China’s State Council recently promulgated the roadmap for health care reform in 2011–15, setting forth objectives, benchmarks and goals to be accomplished during that period. In particular, the Chinese Government intends to encourage the establishment of non-public medical facilities.
McDermott Will & Emery has a strategic alliance with MWE China Law Offices, a separate law firm based in Shanghai. This China Law Alert was authored by MWE China Law Offices lawyers Leon Liu and Teresa Lou.
On 14 March 2012, the State Council, China’s chief administrative authority, promulgated the roadmap and implementation plan on health care reform for the 12th Five-Year Plan period (2011–15) (the Roadmap). The Roadmap is the guiding document for further health care reform over the next four years. It sets forth the objectives and benchmarks of the reform as well as the goals to be accomplished during 2012–2015. Five-Year Plans are a series of social and economic development initiatives shaped by the Communist Party of China through the plenary sessions of the Central Committee and national congresses. Each Five-Year Plan is established for the entire country and typically contains detailed economic development guidelines for all regions.

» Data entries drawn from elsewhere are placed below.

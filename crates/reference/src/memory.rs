use std::collections::{BTreeMap, HashMap};
use std::sync::{RwLock, RwLockReadGuard};

use async_trait::async_trait;
use canonical::normalize;

use crate::snapshot::ReferenceSnapshot;
use crate::store::ReferenceStore;
use crate::types::{Alias, Category, Entity, SearchFilter};
use crate::ReferenceError;

struct IndexedEntity {
    entity: Entity,
    lowered: String,
    normalized: String,
}

#[derive(Default)]
struct Tables {
    /// Per category, keyed by code so scans are deterministic.
    entities: HashMap<Category, BTreeMap<String, IndexedEntity>>,
    aliases: Vec<Alias>,
    alias_by_text: HashMap<String, usize>,
    alias_by_normalized: HashMap<String, usize>,
}

/// Reference store held entirely in memory behind a `RwLock`.
#[derive(Default)]
pub struct InMemoryReferenceStore {
    tables: RwLock<Tables>,
}

impl InMemoryReferenceStore {
    pub fn new() -> Self {
        Self::default()
    }

    pub fn from_snapshot(snapshot: ReferenceSnapshot) -> Self {
        let (entities, aliases) = snapshot.into_parts();
        let store = Self::new();
        store.extend(entities, aliases);
        store
    }

    /// Insert or replace entities (by category and code) and append aliases.
    ///
    /// When two aliases share a text or normalized text, the first one
    /// inserted wins.
    pub fn extend(&self, entities: Vec<Entity>, aliases: Vec<Alias>) {
        let mut tables = self
            .tables
            .write()
            .unwrap_or_else(|poisoned| poisoned.into_inner());
        for entity in entities {
            let indexed = IndexedEntity {
                lowered: entity.nom.to_lowercase(),
                normalized: normalize(&entity.nom),
                entity,
            };
            tables
                .entities
                .entry(indexed.entity.category)
                .or_default()
                .insert(indexed.entity.code.clone(), indexed);
        }
        for alias in aliases {
            let idx = tables.aliases.len();
            tables.alias_by_text.entry(alias.text.clone()).or_insert(idx);
            tables
                .alias_by_normalized
                .entry(alias.normalized_text.clone())
                .or_insert(idx);
            tables.aliases.push(alias);
        }
    }

    fn read(&self) -> Result<RwLockReadGuard<'_, Tables>, ReferenceError> {
        self.tables
            .read()
            .map_err(|_| ReferenceError::unavailable("poisoned lock"))
    }
}

/// Ranking bucket for search results: exact normalized name, then prefix,
/// then any other containment.
fn search_rank(candidate: &str, fragment: &str) -> u8 {
    if candidate == fragment {
        0
    } else if candidate.starts_with(fragment) {
        1
    } else {
        2
    }
}

#[async_trait]
impl ReferenceStore for InMemoryReferenceStore {
    async fn find_by_code(
        &self,
        category: Category,
        code: &str,
    ) -> Result<Option<Entity>, ReferenceError> {
        let tables = self.read()?;
        Ok(tables
            .entities
            .get(&category)
            .and_then(|by_code| by_code.get(code))
            .map(|indexed| indexed.entity.clone()))
    }

    async fn find_by_name(
        &self,
        category: Category,
        name: &str,
    ) -> Result<Option<Entity>, ReferenceError> {
        let wanted = name.trim().to_lowercase();
        let tables = self.read()?;
        Ok(tables.entities.get(&category).and_then(|by_code| {
            by_code
                .values()
                .find(|indexed| indexed.lowered == wanted)
                .map(|indexed| indexed.entity.clone())
        }))
    }

    async fn search_by_name(
        &self,
        category: Category,
        fragment: &str,
        filter: &SearchFilter,
        limit: usize,
    ) -> Result<Vec<Entity>, ReferenceError> {
        let fragment = normalize(fragment);
        if fragment.is_empty() || limit == 0 {
            return Ok(Vec::new());
        }
        let tables = self.read()?;
        let Some(by_code) = tables.entities.get(&category) else {
            return Ok(Vec::new());
        };
        let mut hits: Vec<(u8, &IndexedEntity)> = by_code
            .values()
            .filter(|indexed| indexed.normalized.contains(&fragment))
            .filter(|indexed| filter.admits(&indexed.entity))
            .map(|indexed| (search_rank(&indexed.normalized, &fragment), indexed))
            .collect();
        hits.sort_by_key(|(rank, _)| *rank);
        Ok(hits
            .into_iter()
            .take(limit)
            .map(|(_, indexed)| indexed.entity.clone())
            .collect())
    }

    async fn find_alias(&self, text: &str) -> Result<Option<Alias>, ReferenceError> {
        let tables = self.read()?;
        Ok(tables
            .alias_by_text
            .get(text)
            .map(|&idx| tables.aliases[idx].clone()))
    }

    async fn find_alias_normalized(
        &self,
        normalized: &str,
    ) -> Result<Option<Alias>, ReferenceError> {
        let tables = self.read()?;
        Ok(tables
            .alias_by_normalized
            .get(normalized)
            .map(|&idx| tables.aliases[idx].clone()))
    }

    async fn entity_count(&self) -> Result<usize, ReferenceError> {
        let tables = self.read()?;
        Ok(tables.entities.values().map(BTreeMap::len).sum())
    }
}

The Roadmap states that the Chinese Government will continue to encourage the establishment of non-public medical facilities. It further states that the Government intends to have non-public medical facilities provide 20 per cent of the total hospital beds and medical services in China by 2015. To achieve this goal, the Government will adopt the following measures set forth in the Roadmap.
- Expand the scope of medical facilities that non-governmental enterprises can establish. This measure encourages non-governmental entities, such as business enterprises, charity institutions, funds, commercial insurance organisations and foreign investors, to establish medical facilities (non-public medical facilities). Individuals from Hong Kong, Macau and Taiwan with the appropriate qualifications also are encouraged to set up private clinics.

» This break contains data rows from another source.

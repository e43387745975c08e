use chrono::{DateTime, TimeDelta, Utc};
use serde::{Deserialize, Serialize};

use crate::BatchError;

/// Longest batch retention accepted, ten years.
pub const MAX_TTL_SECS: u64 = 10 * 365 * 24 * 60 * 60;

/// Batch subsystem settings. Every field has a serde default.
#[derive(Debug, Clone, Serialize, Deserialize, PartialEq, Eq)]
pub struct BatchConfig {
    /// Largest accepted submission.
    #[serde(default = "default_max_items")]
    pub max_items: usize,
    /// Resolution calls in flight per batch.
    #[serde(default = "default_concurrency")]
    pub concurrency: usize,
    /// Lifetime of a batch after submission.
    #[serde(default = "default_ttl_secs")]
    pub ttl_secs: u64,
    /// Accepted batches waiting for the dispatcher.
    #[serde(default = "default_queue_capacity")]
    pub queue_capacity: usize,
    /// Batches running at the same time.
    #[serde(default = "default_max_concurrent_batches")]
    pub max_concurrent_batches: usize,
    /// Expected wall time of one chunk, used for duration estimates.
    #[serde(default = "default_estimated_ms_per_chunk")]
    pub estimated_ms_per_chunk: u64,
    #[serde(default = "default_reap_interval_secs")]
    pub reap_interval_secs: u64,
    #[serde(default = "default_webhook_timeout_secs")]
    pub webhook_timeout_secs: u64,
}

impl Default for BatchConfig {
    fn default() -> Self {
        Self {
            max_items: default_max_items(),
            concurrency: default_concurrency(),
            ttl_secs: default_ttl_secs(),
            queue_capacity: default_queue_capacity(),
            max_concurrent_batches: default_max_concurrent_batches(),
            estimated_ms_per_chunk: default_estimated_ms_per_chunk(),
            reap_interval_secs: default_reap_interval_secs(),
            webhook_timeout_secs: default_webhook_timeout_secs(),
        }
    }
}

impl BatchConfig {
    pub fn validate(&self) -> Result<(), BatchError> {
        let positive = [
            ("max_items", self.max_items),
            ("concurrency", self.concurrency),
            ("queue_capacity", self.queue_capacity),
            ("max_concurrent_batches", self.max_concurrent_batches),
        ];
        for (name, value) in positive {
            if value == 0 {
                return Err(BatchError::InvalidConfig(format!("{name} must be >= 1")));
            }
        }
        if self.ttl_secs == 0 || self.ttl_secs > MAX_TTL_SECS {
            return Err(BatchError::InvalidConfig(format!(
                "ttl_secs must be within [1, {MAX_TTL_SECS}]"
            )));
        }
        Ok(())
    }

    /// Expiry instant of a batch created at `created_at`.
    pub fn expiry_from(&self, created_at: DateTime<Utc>) -> Result<DateTime<Utc>, BatchError> {
        i64::try_from(self.ttl_secs)
            .ok()
            .and_then(TimeDelta::try_seconds)
            .and_then(|ttl| created_at.checked_add_signed(ttl))
            .ok_or_else(|| BatchError::InvalidConfig("ttl_secs out of range".into()))
    }

    /// Seconds needed to resolve `items` more items, at least 1.
    pub fn estimate_secs(&self, items: usize) -> u64 {
        let chunks = items.div_ceil(self.concurrency.max(1)) as u64;
        let millis = chunks.saturating_mul(self.estimated_ms_per_chunk);
        millis.div_ceil(1000).max(1)
    }
}

fn default_max_items() -> usize {
    1000
}

fn default_concurrency() -> usize {
    10
}

fn default_ttl_secs() -> u64 {
    24 * 60 * 60
}

fn default_queue_capacity() -> usize {
    256
}

fn default_max_concurrent_batches() -> usize {
    4
}

fn default_estimated_ms_per_chunk() -> u64 {
    500
}

fn default_reap_interval_secs() -> u64 {
    300
}

fn default_webhook_timeout_secs() -> u64 {
    10
}

#[cfg(test)]
mod tests {
    use super::*;

    #[test]
    fn defaults() {
        let cfg = BatchConfig::default();
        assert_eq!(cfg.max_items, 1000);
        assert_eq!(cfg.concurrency, 10);
        assert_eq!(cfg.ttl_secs, 86_400);
        assert!(cfg.validate().is_ok());
    }

    #[test]
    fn partial_json_uses_defaults() {
        let cfg: BatchConfig = serde_json::from_str(r#"{ "concurrency": 4 }"#).unwrap();
        assert_eq!(cfg.concurrency, 4);
        assert_eq!(cfg.max_items, 1000);
    }

    #[test]
    fn estimate_rounds_up_to_whole_seconds() {
        let cfg = BatchConfig::default();
        assert_eq!(cfg.estimate_secs(1), 1);
        assert_eq!(cfg.estimate_secs(25), 2);
        assert_eq!(cfg.estimate_secs(1000), 50);
    }

    #[test]
    fn ttl_is_bounded() {
        let cfg = BatchConfig {
            ttl_secs: 10_000_000_000_000,
            ..Default::default()
        };
        assert!(matches!(cfg.validate(), Err(BatchError::InvalidConfig(_))));
        assert!(cfg.expiry_from(Utc::now()).is_err());

        let cfg = BatchConfig {
            ttl_secs: MAX_TTL_SECS,
            ..Default::default()
        };
        assert!(cfg.validate().is_ok());
        let now = Utc::now();
        assert!(cfg.expiry_from(now).unwrap() > now);
    }

    #[test]
    fn default_expiry_is_one_day_later() {
        let now = Utc::now();
        let expires = BatchConfig::default().expiry_from(now).unwrap();
        assert_eq!((expires - now).num_seconds(), 86_400);
    }

    #[test]
    fn zero_concurrency_is_rejected() {
        let cfg = BatchConfig {
            concurrency: 0,
            ..Default::default()
        };
        assert!(matches!(cfg.validate(), Err(BatchError::InvalidConfig(_))));
    }
}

- Provide a favourable environment for the operation of non-public medical facilities. This measure fully implements the preferential policies for non-public medical facilities in relation to pricing, tax, medical reimbursement unit listing, land, qualification recognition and the establishment of key academic subjects. The non-public medical facilities established by non-governmental entities will enjoy the same policies on tax and pricing as public medical facilities.
- Encourage non-public medical facilities to expand their operations. Non-profit medical facilities will be afforded preferential treatment by the Government, and non-public medical facilities are encouraged to expand into larger medical groups.
Previously, the State Council issued the Opinion for Further Encouraging and Guiding non-governmental entities in the Setup of Medical Facilities (Opinion) on 26 November 2010, which elaborated upon various aspects of the policy to encourage the establishment of non-public medical facilities. The fact that the newly promulgated Roadmap reiterates the essence of the policies set forth in the Opinion shows that the Chinese Government considers non-public medical facilities to be an important element in China’s health care reform. However, it remains to be seen whether the Chinese Government will eliminate existing obstacles to the establishment of non-public medical facilities by non-governmental entities, such as previous restrictive policies on obtaining land for building premises and on hiring doctors from public hospitals.